Viola Vogel (born 1959), also known as Viola Vogel-Scheidemann, is a German biophysicist and bioengineer. She is a professor at ETH Zürich, where she is head of the Department of Health Sciences and Technology and leads the Applied Mechanobiology Laboratory. In 2026, she was elected to the American Philosophical Society.

==Biography==
Vogel was born in 1959 in the university town of Tübingen in the state of Baden-Württemberg, then West Germany. In 1988 she won an Otto Hahn Medal for her doctoral work with Hans Kuhn at the Max Planck Institute for Biophysical Chemistry, Göttingen. In 1990, after two years as a postdoctoral fellow at the Department of Physics at the University of California, Berkeley, she took a faculty position in the Department of Bioengineering at the University of Washington in Seattle where she initiated the molecular bioengineering program. She was subsequently founding director of the Center for Nanotechnology at the University of Washington (1997-2003). In 2004 she relocated to ETH Zürich in Switzerland, first as a professor in the Department of Material Sciences, and later as a founding member of the Department of Health Sciences and Technology (2012). She has been a faculty member of the Wyss Translational Center in Zürich since it began in 2015. Since 2018 she has been an Einstein Visiting Fellow at the Berlin Institute of Health.

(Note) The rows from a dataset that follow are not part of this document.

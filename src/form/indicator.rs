//! Render models for the registration form's live feedback.
//!
//! These carry exactly what the page needs to paint: text plus the CSS and
//! icon classes of the Bootstrap/Font Awesome markup the form uses.

use crate::core::{Evaluation, MatchState, PolicyMessages, RuleOutcome};
use serde::{Deserialize, Serialize};

/// Pass/fail styling of one rule indicator.
#[derive(Clone, Copy, Debug, PartialEq, Eq, Serialize, Deserialize)]
#[serde(rename_all = "snake_case")]
pub enum IndicatorStatus {
    Success,
    Danger,
}

impl IndicatorStatus {
    pub fn from_passed(passed: bool) -> Self {
        if passed {
            Self::Success
        } else {
            Self::Danger
        }
    }

    /// Class for the list item text.
    pub fn text_class(self) -> &'static str {
        match self {
            Self::Success => "text-success",
            Self::Danger => "text-danger",
        }
    }

    /// Full class attribute for the indicator icon.
    pub fn icon_class(self) -> &'static str {
        match self {
            Self::Success => "fas fa-check text-success",
            Self::Danger => "fas fa-times text-danger",
        }
    }
}

/// One entry of the rule list, index-aligned with the policy's rules.
#[derive(Clone, Debug, PartialEq, Eq, Serialize, Deserialize)]
pub struct RuleIndicator {
    pub name: String,
    pub description: String,
    pub status: IndicatorStatus,
}

impl From<&RuleOutcome> for RuleIndicator {
    fn from(outcome: &RuleOutcome) -> Self {
        Self {
            name: outcome.name.clone(),
            description: outcome.description.clone(),
            status: IndicatorStatus::from_passed(outcome.passed),
        }
    }
}

/// Feedback under the confirmation field.
///
/// `Undetermined` renders nothing: no message and no validity class.
#[derive(Clone, Debug, PartialEq, Eq, Serialize, Deserialize)]
pub struct MatchIndicator {
    pub state: MatchState,
    pub message: Option<String>,
}

impl MatchIndicator {
    pub fn new(state: MatchState, messages: &PolicyMessages) -> Self {
        let message = match state {
            MatchState::Undetermined => None,
            MatchState::Match => Some(messages.matched.clone()),
            MatchState::Mismatch => Some(messages.mismatched.clone()),
        };
        Self { state, message }
    }

    /// Validity class for the confirmation input.
    pub fn input_class(&self) -> Option<&'static str> {
        match self.state {
            MatchState::Undetermined => None,
            MatchState::Match => Some("is-valid"),
            MatchState::Mismatch => Some("is-invalid"),
        }
    }

    /// Icon shown before the message.
    pub fn icon_class(&self) -> Option<&'static str> {
        match self.state {
            MatchState::Undetermined => None,
            MatchState::Match => Some(IndicatorStatus::Success.icon_class()),
            MatchState::Mismatch => Some(IndicatorStatus::Danger.icon_class()),
        }
    }
}

/// Everything repainted after a password keystroke.
#[derive(Clone, Debug, PartialEq, Eq, Serialize, Deserialize)]
pub struct FormFeedback {
    pub rules: Vec<RuleIndicator>,
    pub confirmation: MatchIndicator,
}

impl FormFeedback {
    pub fn from_evaluation(evaluation: &Evaluation, messages: &PolicyMessages) -> Self {
        Self {
            rules: evaluation.outcomes().iter().map(RuleIndicator::from).collect(),
            confirmation: MatchIndicator::new(evaluation.match_state(), messages),
        }
    }
}
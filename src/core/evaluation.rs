//! Derived validation state.
//!
//! Nothing here is stored between events: an [`Evaluation`] is computed from
//! the two current field values and dropped once the caller has rendered it.

use serde::{Deserialize, Serialize};

/// Result of a single rule for a single password.
#[derive(Clone, Debug, PartialEq, Eq, Serialize, Deserialize)]
pub struct RuleOutcome {
    /// Rule identifier
    pub name: String,
    /// Text shown next to the rule indicator
    pub description: String,
    pub passed: bool,
}

/// Tri-state comparison of the confirmation field against the password.
///
/// An empty field on either side yields `Undetermined`, which is neither a
/// match nor a mismatch: the form shows no message for it.
///
/// # Example
///
/// ```rust
/// use signup_guard::core::MatchState;
///
/// assert_eq!(MatchState::of("Passw0rd!", ""), MatchState::Undetermined);
/// assert_eq!(MatchState::of("Passw0rd!", "Passw0rd!"), MatchState::Match);
/// assert_eq!(MatchState::of("Passw0rd!", "passw0rd!"), MatchState::Mismatch);
/// ```
#[derive(Clone, Copy, Debug, PartialEq, Eq, Hash, Serialize, Deserialize)]
#[serde(rename_all = "snake_case")]
pub enum MatchState {
    Undetermined,
    Match,
    Mismatch,
}

impl MatchState {
    /// Compare exactly: case-sensitive, no trimming, no normalisation.
    pub fn of(password: &str, confirmation: &str) -> Self {
        if password.is_empty() || confirmation.is_empty() {
            Self::Undetermined
        } else if password == confirmation {
            Self::Match
        } else {
            Self::Mismatch
        }
    }

    pub fn is_match(self) -> bool {
        matches!(self, Self::Match)
    }

    pub fn is_undetermined(self) -> bool {
        matches!(self, Self::Undetermined)
    }
}

/// Shorthand for [`MatchState::of`].
pub fn match_state(password: &str, confirmation: &str) -> MatchState {
    MatchState::of(password, confirmation)
}

/// Full validation state for one `(password, confirmation)` pair.
#[derive(Clone, Debug, PartialEq, Eq, Serialize, Deserialize)]
pub struct Evaluation {
    outcomes: Vec<RuleOutcome>,
    match_state: MatchState,
}

impl Evaluation {
    pub fn new(outcomes: Vec<RuleOutcome>, match_state: MatchState) -> Self {
        Self {
            outcomes,
            match_state,
        }
    }

    /// Rule results in rule order.
    pub fn outcomes(&self) -> &[RuleOutcome] {
        &self.outcomes
    }

    pub fn match_state(&self) -> MatchState {
        self.match_state
    }

    /// True when every rule passed.
    pub fn rules_satisfied(&self) -> bool {
        self.outcomes.iter().all(|o| o.passed)
    }

    /// Outcomes of the rules that failed, in rule order.
    pub fn failed(&self) -> impl Iterator<Item = &RuleOutcome> {
        self.outcomes.iter().filter(|o| !o.passed)
    }

    /// The submit gate: all rules pass and the confirmation matches.
    pub fn allowed(&self) -> bool {
        self.rules_satisfied() && self.match_state.is_match()
    }
}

In 2020, Vogel was appointed by European Commissioner for Innovation, Research, Culture, Education and Youth Mariya Gabriel to serve on an independent search committee for the next president of the European Research Council (ERC), chaired by Helga Nowotny.

==Research==
The direction of Vogel's work is to take microscopic pieces of living tissue and investigate their mechanical properties, with a view to developing new technologies. Her interests include molecular self-assembly, cell adhesion, and the construction of biological minerals, materials, and tissues. Her experimental and computational discoveries of how stretching proteins changes their function, and how cells sense and respond to force, have applications in stem cell differentiation, tissue growth and regeneration, angiogenesis, and cancer.

==Awards==
Vogel won a Philip Morris Research Award in 2005 and shared the Julius Springer Award for Applied Physics in 2006. She was elected to the German Academy of Sciences Leopoldina in 2018, member of US National Academy of Engineering in 2020 and US National Academy of Sciences in 2021. She was elected an International Fellow of the Royal Academy of Engineering in 2023.